What is required:
Where in the data below does the word "using" appear? Copy every line that has it.

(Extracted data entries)

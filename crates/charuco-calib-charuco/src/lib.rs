//! ChArUco board model and per-image correspondence building.
//!
//! - [`CharucoBoard`]: validated board geometry and id mappings; implements
//!   [`charuco_calib_core::PlanarTarget`].
//! - [`BoardConfig`]: the key/value board configuration table.
//! - [`CorrespondenceBuilder`]: detected markers → refined corner
//!   correspondences.
//! - [`DecimationFilter`]: which frames of a sequence feed calibration.

mod board;
mod config;
mod decimation;
mod interpolate;

pub use board::{CharucoBoard, CharucoBoardError, CharucoBoardSpec};
pub use config::{BoardConfig, BoardConfigError};
pub use decimation::{DecimationFilter, DecimationParams, FrameVerdict};
pub use interpolate::{CorrespondenceBuilder, CorrespondenceParams};
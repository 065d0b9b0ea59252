//! Batch calibration: images → markers → corners → decimation → camera.

use crate::aruco::{MarkerDetector, MarkerDetectorError, MarkerDetectorParams};
use crate::charuco::{
    CharucoBoard, CorrespondenceBuilder, CorrespondenceParams, DecimationFilter, DecimationParams,
    FrameVerdict,
};
use crate::core::{CalibrationSample, CameraModel, CornerCorrespondence, GrayImageView, SampleError};
use crate::optim::{calibrate, CalibrationError, CalibrationOptions};
use serde::{Deserialize, Serialize};
use std::path::{Path, PathBuf};

#[cfg(feature = "rayon")]
use rayon::prelude::*;
#[cfg(feature = "tracing")]
use tracing::instrument;

#[derive(Clone, Debug, Default, PartialEq, Serialize, Deserialize)]
#[serde(default)]
pub struct PipelineConfig {
    pub detector: MarkerDetectorParams,
    pub correspondence: CorrespondenceParams,
    pub decimation: DecimationParams,
    pub calibration: CalibrationOptions,
}

impl PipelineConfig {
    /// Defaults with a different decimation interval.
    pub fn with_decimation(interval: usize) -> Self {
        let mut cfg = Self::default();
        cfg.decimation.interval = interval;
        cfg
    }
}

/// Why an image did not contribute a calibration sample.
#[derive(Clone, Debug, PartialEq, Eq, Serialize, Deserialize)]
#[serde(tag = "kind", rename_all = "snake_case")]
pub enum SkipReason {
    UnreadableImage { reason: String },
    NoMarkers,
    InsufficientCorners { found: usize, required: usize },
    Decimated,
}

/// Per-image record of a run, in input order.
#[derive(Clone, Debug, PartialEq, Serialize, Deserialize)]
pub struct FrameOutcome {
    pub label: String,
    pub markers: usize,
    pub corners: usize,
    pub skipped: Option<SkipReason>,
}

/// Counts of how the input images were used.
#[derive(Clone, Debug, Default, PartialEq, Serialize, Deserialize)]
pub struct FilterReport {
    pub used: usize,
    pub no_markers: usize,
    pub insufficient: usize,
    pub decimated: usize,
    pub unreadable: usize,
    pub frames: Vec<FrameOutcome>,
}

impl FilterReport {
    fn record(&mut self, frame: FrameOutcome) {
        match &frame.skipped {
            None => self.used += 1,
            Some(SkipReason::UnreadableImage { .. }) => self.unreadable += 1,
            Some(SkipReason::NoMarkers) => self.no_markers += 1,
            Some(SkipReason::InsufficientCorners { .. }) => self.insufficient += 1,
            Some(SkipReason::Decimated) => self.decimated += 1,
        }
        self.frames.push(frame);
    }

    pub fn total(&self) -> usize {
        self.frames.len()
    }
}

/// Successful calibration with its bookkeeping.
#[derive(Clone, Debug)]
pub struct CalibrationRun {
    pub model: CameraModel,
    pub report: FilterReport,
    /// Samples handed to the solver, in input order.
    pub samples: Vec<CalibrationSample>,
}

#[derive(thiserror::Error, Debug)]
pub enum PipelineError {
    #[error("no input images")]
    NoImages,
    #[error(transparent)]
    Detector(#[from] MarkerDetectorError),
    #[error("image {label}: {source}")]
    Sample {
        label: String,
        #[source]
        source: SampleError,
    },
    #[error("calibration failed after using {used} of {total} images: {source}")]
    Calibration {
        used: usize,
        total: usize,
        #[source]
        source: CalibrationError,
    },
}

/// Detection output of one image before decimation.
#[derive(Clone, Debug)]
pub struct FrameObservation {
    pub label: String,
    pub image_size: [u32; 2],
    pub markers: usize,
    pub corners: Vec<CornerCorrespondence>,
}

enum Loaded {
    Observed(FrameObservation),
    Unreadable { label: String, reason: String },
}

/// Borrow an `image` buffer as a detector view.
pub fn gray_view(image: &image::GrayImage) -> GrayImageView<'_> {
    GrayImageView {
        width: image.width() as usize,
        height: image.height() as usize,
        data: image.as_raw(),
    }
}

/// Runs the full calibration over an ordered image sequence.
#[derive(Debug)]
pub struct CalibrationPipeline {
    board: CharucoBoard,
    config: PipelineConfig,
    detector: MarkerDetector,
}

impl CalibrationPipeline {
    pub fn new(board: CharucoBoard, config: PipelineConfig) -> Result<Self, PipelineError> {
        let detector = MarkerDetector::new(board.dictionary().clone(), config.detector.clone())?;
        Ok(Self {
            board,
            config,
            detector,
        })
    }

    pub fn board(&self) -> &CharucoBoard {
        &self.board
    }

    pub fn config(&self) -> &PipelineConfig {
        &self.config
    }

    /// Markers and interpolated corners of a single image.
    pub fn observe(&self, label: impl Into<String>, image: &image::GrayImage) -> FrameObservation {
        let view = gray_view(image);
        let detection = self.detector.detect(&view);
        let corners = CorrespondenceBuilder::new(&self.board, self.config.correspondence.clone())
            .build(&view, &detection.markers);
        let frame = FrameObservation {
            label: label.into(),
            image_size: [image.width(), image.height()],
            markers: detection.markers.len(),
            corners,
        };
        log::debug!(
            "{}: {} markers, {} corners",
            frame.label,
            frame.markers,
            frame.corners.len()
        );
        frame
    }

    /// Load, detect and calibrate from image files. Unreadable files are
    /// logged and skipped.
    #[cfg_attr(feature = "tracing", instrument(level = "info", skip_all, fields(images = paths.len())))]
    pub fn run<P: AsRef<Path> + Sync>(&self, paths: &[P]) -> Result<CalibrationRun, PipelineError> {
        if paths.is_empty() {
            return Err(PipelineError::NoImages);
        }
        let load = |path: &P| -> Loaded {
            let path = path.as_ref();
            let label = path.display().to_string();
            match image::open(path) {
                Ok(img) => Loaded::Observed(self.observe(label, &img.to_luma8())),
                Err(e) => Loaded::Unreadable {
                    label,
                    reason: e.to_string(),
                },
            }
        };

        #[cfg(feature = "rayon")]
        let frames: Vec<Loaded> = paths.par_iter().map(load).collect();
        #[cfg(not(feature = "rayon"))]
        let frames: Vec<Loaded> = paths.iter().map(load).collect();

        self.finish(frames)
    }

    /// Same as [`CalibrationPipeline::run`] for images already in memory;
    /// labels are `image{index}`.
    pub fn run_images(&self, images: &[image::GrayImage]) -> Result<CalibrationRun, PipelineError> {
        if images.is_empty() {
            return Err(PipelineError::NoImages);
        }
        let observe = |(i, img): (usize, &image::GrayImage)| {
            Loaded::Observed(self.observe(format!("image{i}"), img))
        };

        #[cfg(feature = "rayon")]
        let frames: Vec<Loaded> = images.par_iter().enumerate().map(observe).collect();
        #[cfg(not(feature = "rayon"))]
        let frames: Vec<Loaded> = images.iter().enumerate().map(observe).collect();

        self.finish(frames)
    }

    /// Decimate observations in input order and calibrate.
    pub fn calibrate_observations(
        &self,
        frames: Vec<FrameObservation>,
    ) -> Result<CalibrationRun, PipelineError> {
        self.finish(frames.into_iter().map(Loaded::Observed).collect())
    }

    fn finish(&self, frames: Vec<Loaded>) -> Result<CalibrationRun, PipelineError> {
        let mut filter = DecimationFilter::new(self.config.decimation);
        let mut report = FilterReport::default();
        let mut samples = Vec::new();

        for frame in frames {
            let obs = match frame {
                Loaded::Observed(obs) => obs,
                Loaded::Unreadable { label, reason } => {
                    log::warn!("{label} cannot be read: {reason}");
                    report.record(FrameOutcome {
                        label,
                        markers: 0,
                        corners: 0,
                        skipped: Some(SkipReason::UnreadableImage { reason }),
                    });
                    continue;
                }
            };
            let skipped = match filter.admit(obs.markers, obs.corners.len()) {
                FrameVerdict::Accepted => None,
                FrameVerdict::NoMarkers => Some(SkipReason::NoMarkers),
                FrameVerdict::InsufficientCorners { found, required } => {
                    Some(SkipReason::InsufficientCorners { found, required })
                }
                FrameVerdict::Decimated => Some(SkipReason::Decimated),
            };
            let outcome = FrameOutcome {
                label: obs.label.clone(),
                markers: obs.markers,
                corners: obs.corners.len(),
                skipped: skipped.clone(),
            };
            if skipped.is_none() {
                let sample = CalibrationSample::new(obs.label.clone(), obs.image_size, obs.corners, &self.board)
                    .map_err(|source| PipelineError::Sample {
                        label: obs.label,
                        source,
                    })?;
                samples.push(sample);
            } else {
                log::debug!("{}: skipped ({:?})", outcome.label, skipped);
            }
            report.record(outcome);
        }

        log::info!(
            "using {} of {} images for calibration ({} without markers, {} with too few corners, {} decimated, {} unreadable)",
            report.used,
            report.total(),
            report.no_markers,
            report.insufficient,
            report.decimated,
            report.unreadable
        );

        let model = calibrate(&samples, &self.board, &self.config.calibration).map_err(|source| {
            PipelineError::Calibration {
                used: report.used,
                total: report.total(),
                source,
            }
        })?;
        Ok(CalibrationRun {
            model,
            report,
            samples,
        })
    }
}

/// Image files in `dir` with extension `ext` (case-insensitive), sorted by
/// path.
pub fn list_images(dir: impl AsRef<Path>, ext: &str) -> std::io::Result<Vec<PathBuf>> {
    let ext = ext.trim_start_matches('.');
    let mut paths: Vec<PathBuf> = std::fs::read_dir(dir)?
        .filter_map(|entry| entry.ok().map(|e| e.path()))
        .filter(|p| p.is_file())
        .filter(|p| {
            p.extension()
                .and_then(|e| e.to_str())
                .is_some_and(|e| e.eq_ignore_ascii_case(ext))
        })
        .collect();
    paths.sort();
    Ok(paths)
}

Finished task:
    #[error("calibration failed after using {used} of {total} images: {source}")]
            "using {} of {} images for calibration ({} without markers, {} with too few corners, {} decimated, {} unreadable)",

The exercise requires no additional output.